Advances in this technology already allow them to hold almost human-like conversations thanks to neural voices.
Their use enables teams to split incoming call traffic and resolve queries without the need for agent intervention. Their effectiveness depends on being connected to the team’s information sources, such as knowledge base articles, CRM and ERP systems, among others.
3. AGENT COPILOTS
Agent copilots act as real-time support for agents. While the conversation is taking place, they suggest responses, display relevant information or recommend the next best action, as well as instantly answering questions from human agents.

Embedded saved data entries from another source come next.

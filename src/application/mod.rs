pub mod use_cases;

pub use use_cases::presenter::Presenter;
pub use use_cases::session_handler::SessionHandler;
use e2fs_types::{
    block_size_from_log, read_le_u16, read_le_u32, write_le_u32, BlockIndex, ParseError,
    EXT2_SUPER_MAGIC, FIRST_INO_REV0, SUPERBLOCK_SIZE,
};
use serde::{Deserialize, Serialize};

const OFF_FREE_BLOCKS_COUNT: usize = 0x0C;
const OFF_FREE_INODES_COUNT: usize = 0x10;

/// Parsed ext2 superblock, restricted to the fields this engine consumes.
///
/// The raw 1024-byte image is retained by the caller; [`Superblock::patch_counts`]
/// writes the mutable counters back into it so identity fields (uuid, volume
/// name, mount bookkeeping) are preserved bit-exact.
#[derive(Debug, Clone, PartialEq, Eq, Serialize, Deserialize)]
pub struct Superblock {
    pub inodes_count: u32,
    pub blocks_count: u32,
    pub free_blocks_count: u32,
    pub free_inodes_count: u32,
    pub first_data_block: u32,
    pub block_size: u32,
    pub blocks_per_group: u32,
    pub inodes_per_group: u32,
    pub rev_level: u32,
    pub first_ino: u32,
    pub inode_size: u16,
    pub magic: u16,
}

impl Superblock {
    /// Parse a 1024-byte superblock region.
    pub fn parse(region: &[u8]) -> Result<Self, ParseError> {
        if region.len() < SUPERBLOCK_SIZE {
            return Err(ParseError::InsufficientData {
                needed: SUPERBLOCK_SIZE,
                offset: 0,
                actual: region.len(),
            });
        }

        let magic = read_le_u16(region, 0x38)?;
        if magic != EXT2_SUPER_MAGIC {
            return Err(ParseError::InvalidMagic {
                expected: u32::from(EXT2_SUPER_MAGIC),
                actual: u32::from(magic),
            });
        }

        let log_block_size = read_le_u32(region, 0x18)?;
        let Some(block_size) = block_size_from_log(log_block_size) else {
            return Err(ParseError::InvalidField {
                field: "s_log_block_size",
                reason: "invalid shift",
            });
        };
        if !matches!(block_size, 1024 | 2048 | 4096) {
            return Err(ParseError::InvalidField {
                field: "s_log_block_size",
                reason: "unsupported block size",
            });
        }

        let rev_level = read_le_u32(region, 0x4C)?;
        let (first_ino, inode_size) = if rev_level == 0 {
            (FIRST_INO_REV0, 128)
        } else {
            (read_le_u32(region, 0x54)?, read_le_u16(region, 0x58)?)
        };

        Ok(Self {
            inodes_count: read_le_u32(region, 0x00)?,
            blocks_count: read_le_u32(region, 0x04)?,
            free_blocks_count: read_le_u32(region, OFF_FREE_BLOCKS_COUNT)?,
            free_inodes_count: read_le_u32(region, OFF_FREE_INODES_COUNT)?,
            first_data_block: read_le_u32(region, 0x14)?,
            block_size,
            blocks_per_group: read_le_u32(region, 0x20)?,
            inodes_per_group: read_le_u32(region, 0x28)?,
            rev_level,
            first_ino,
            inode_size,
            magic,
        })
    }

    /// Validate geometry constraints before the filesystem is used.
    pub fn validate_geometry(&self) -> Result<(), ParseError> {
        if self.blocks_per_group == 0 {
            return Err(ParseError::InvalidField {
                field: "s_blocks_per_group",
                reason: "cannot be zero",
            });
        }
        if self.inodes_per_group == 0 {
            return Err(ParseError::InvalidField {
                field: "s_inodes_per_group",
                reason: "cannot be zero",
            });
        }
        if self.inode_size < 128 {
            return Err(ParseError::InvalidField {
                field: "s_inode_size",
                reason: "must be >= 128",
            });
        }
        if !self.inode_size.is_power_of_two() {
            return Err(ParseError::InvalidField {
                field: "s_inode_size",
                reason: "must be a power of two",
            });
        }
        Ok(())
    }

    /// Write the mutable free counters into a retained superblock image.
    pub fn patch_counts(&self, region: &mut [u8]) {
        write_le_u32(region, OFF_FREE_BLOCKS_COUNT, self.free_blocks_count);
        write_le_u32(region, OFF_FREE_INODES_COUNT, self.free_inodes_count);
    }

    /// Number of block groups: `ceil(blocks_count / blocks_per_group)`.
    #[must_use]
    pub fn block_group_count(&self) -> u32 {
        u32::try_from(e2fs_types::ceil_div(
            u64::from(self.blocks_count),
            u64::from(self.blocks_per_group),
        ))
        .unwrap_or(u32::MAX)
    }

    /// On-disk inode records per filesystem block.
    #[must_use]
    pub fn inodes_per_block(&self) -> u32 {
        self.block_size / u32::from(self.inode_size)
    }

    /// First block of the block-group descriptor table.
    #[must_use]
    pub fn bgdt_first_block(&self) -> BlockIndex {
        if self.block_size == 1024 {
            BlockIndex(2)
        } else {
            BlockIndex(1)
        }
    }
}

#[cfg(test)]
mod tests {
    use super::*;
    use e2fs_types::write_le_u16;

    fn synthetic_region() -> Vec<u8> {
        let mut region = vec![0_u8; SUPERBLOCK_SIZE];
        write_le_u32(&mut region, 0x00, 8192); // inodes_count
        write_le_u32(&mut region, 0x04, 2048); // blocks_count
        write_le_u32(&mut region, 0x0C, 1000); // free_blocks_count
        write_le_u32(&mut region, 0x10, 8180); // free_inodes_count
        write_le_u32(&mut region, 0x14, 1); // first_data_block
        write_le_u32(&mut region, 0x18, 0); // log_block_size -> 1024
        write_le_u32(&mut region, 0x20, 8192); // blocks_per_group
        write_le_u32(&mut region, 0x28, 8192); // inodes_per_group
        write_le_u16(&mut region, 0x38, EXT2_SUPER_MAGIC);
        write_le_u32(&mut region, 0x4C, 1); // rev_level
        write_le_u32(&mut region, 0x54, 11); // first_ino
        write_le_u16(&mut region, 0x58, 128); // inode_size
        region
    }

    #[test]
    fn parse_synthetic_superblock() {
        let sb = Superblock::parse(&synthetic_region()).unwrap();
        assert_eq!(sb.magic, EXT2_SUPER_MAGIC);
        assert_eq!(sb.block_size, 1024);
        assert_eq!(sb.inodes_count, 8192);
        assert_eq!(sb.blocks_count, 2048);
        assert_eq!(sb.free_inodes_count, 8180);
        assert_eq!(sb.first_ino, 11);
        assert_eq!(sb.inode_size, 128);
        assert_eq!(sb.block_group_count(), 1);
        assert_eq!(sb.inodes_per_block(), 8);
        assert_eq!(sb.bgdt_first_block(), BlockIndex(2));
        sb.validate_geometry().unwrap();
    }

    #[test]
    fn parse_rejects_bad_magic() {
        let mut region = synthetic_region();
        write_le_u16(&mut region, 0x38, 0xBEEF);
        assert!(matches!(
            Superblock::parse(&region),
            Err(ParseError::InvalidMagic { .. })
        ));
    }

    #[test]
    fn parse_rejects_oversized_block_shift() {
        let mut region = synthetic_region();
        write_le_u32(&mut region, 0x18, 3); // 8192-byte blocks unsupported
        assert!(Superblock::parse(&region).is_err());
    }

    #[test]
    fn rev0_defaults() {
        let mut region = synthetic_region();
        write_le_u32(&mut region, 0x4C, 0);
        // Garbage in the rev1-only fields must be ignored.
        write_le_u32(&mut region, 0x54, 9999);
        write_le_u16(&mut region, 0x58, 7);
        let sb = Superblock::parse(&region).unwrap();
        assert_eq!(sb.first_ino, FIRST_INO_REV0);
        assert_eq!(sb.inode_size, 128);
    }

    #[test]
    fn patch_counts_preserves_other_bytes() {
        let mut region = synthetic_region();
        region[0x68] = 0xAA; // uuid-area byte, unmodelled

        let mut sb = Superblock::parse(&region).unwrap();
        sb.free_blocks_count -= 1;
        sb.free_inodes_count -= 1;
        sb.patch_counts(&mut region);

        let reparsed = Superblock::parse(&region).unwrap();
        assert_eq!(reparsed.free_blocks_count, 999);
        assert_eq!(reparsed.free_inodes_count, 8179);
        assert_eq!(region[0x68], 0xAA);
    }

    #[test]
    fn bgdt_first_block_by_block_size() {
        let mut region = synthetic_region();
        write_le_u32(&mut region, 0x18, 2); // 4096
        let sb = Superblock::parse(&region).unwrap();
        assert_eq!(sb.bgdt_first_block(), BlockIndex(1));
    }
}
use e2fs_types::{
    read_le_u16, read_le_u32, write_le_u16, write_le_u32, BlockIndex, ParseError, GROUP_DESC_SIZE,
};
use serde::{Deserialize, Serialize};

/// One 32-byte block-group descriptor.
#[derive(Debug, Clone, Copy, PartialEq, Eq, Serialize, Deserialize)]
pub struct GroupDesc {
    pub block_bitmap: BlockIndex,
    pub inode_bitmap: BlockIndex,
    pub inode_table: BlockIndex,
    pub free_blocks_count: u16,
    pub free_inodes_count: u16,
    pub used_dirs_count: u16,
}

impl GroupDesc {
    /// Parse one descriptor from its 32-byte on-disk record.
    pub fn parse(bytes: &[u8]) -> Result<Self, ParseError> {
        if bytes.len() < GROUP_DESC_SIZE {
            return Err(ParseError::InsufficientData {
                needed: GROUP_DESC_SIZE,
                offset: 0,
                actual: bytes.len(),
            });
        }

        Ok(Self {
            block_bitmap: BlockIndex(read_le_u32(bytes, 0x00)?),
            inode_bitmap: BlockIndex(read_le_u32(bytes, 0x04)?),
            inode_table: BlockIndex(read_le_u32(bytes, 0x08)?),
            free_blocks_count: read_le_u16(bytes, 0x0C)?,
            free_inodes_count: read_le_u16(bytes, 0x0E)?,
            used_dirs_count: read_le_u16(bytes, 0x10)?,
        })
    }

    /// Write this descriptor into its 32-byte slot in a retained BGDT image.
    ///
    /// Bytes past `bg_used_dirs_count` (padding, reserved) are left untouched.
    pub fn write_into(&self, out: &mut [u8]) {
        write_le_u32(out, 0x00, self.block_bitmap.0);
        write_le_u32(out, 0x04, self.inode_bitmap.0);
        write_le_u32(out, 0x08, self.inode_table.0);
        write_le_u16(out, 0x0C, self.free_blocks_count);
        write_le_u16(out, 0x0E, self.free_inodes_count);
        write_le_u16(out, 0x10, self.used_dirs_count);
    }
}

This helps reduce errors, shorten handling times and deliver a more efficient service.
4. SENTIMENT ANALYSIS
Sentiment analysis or speech analytics is a more advanced tool that, through conversation transcription, generates a title and summary of the interaction, assigns a category, extracts the customer’s satisfaction level from their language (written or spoken) and evaluates agent performance.
All this data is collected in a business intelligence platform (such as Power BI) to monitor service quality levels in real time.
5. REAL-TIME TRANSLATION
Real-time translation enables teams to support customers in different languages without the need for multilingual agents. The system translates messages or voice conversations almost instantly.
This makes it easier to provide support in co-official languages, as required by the Customer Service Act, as well as in foreign languages.
FINAL CONCLUSIONS
Artificial intelligence is a tool that all teams can use to comply with the 95/3 requirement of the current Customer Service Act, particularly when dealing with frequent and straightforward enquiries which, while quick for agents to resolve, free them up to focus on more complex issues.
Never before has the sector had access to a technology capable of taking care of both the customer experience and the agent experience to such an extent. AI capabilities are evolving at lightning speed, making it a powerful ally in delivering the faster, more personalised experiences today’s consumers expect.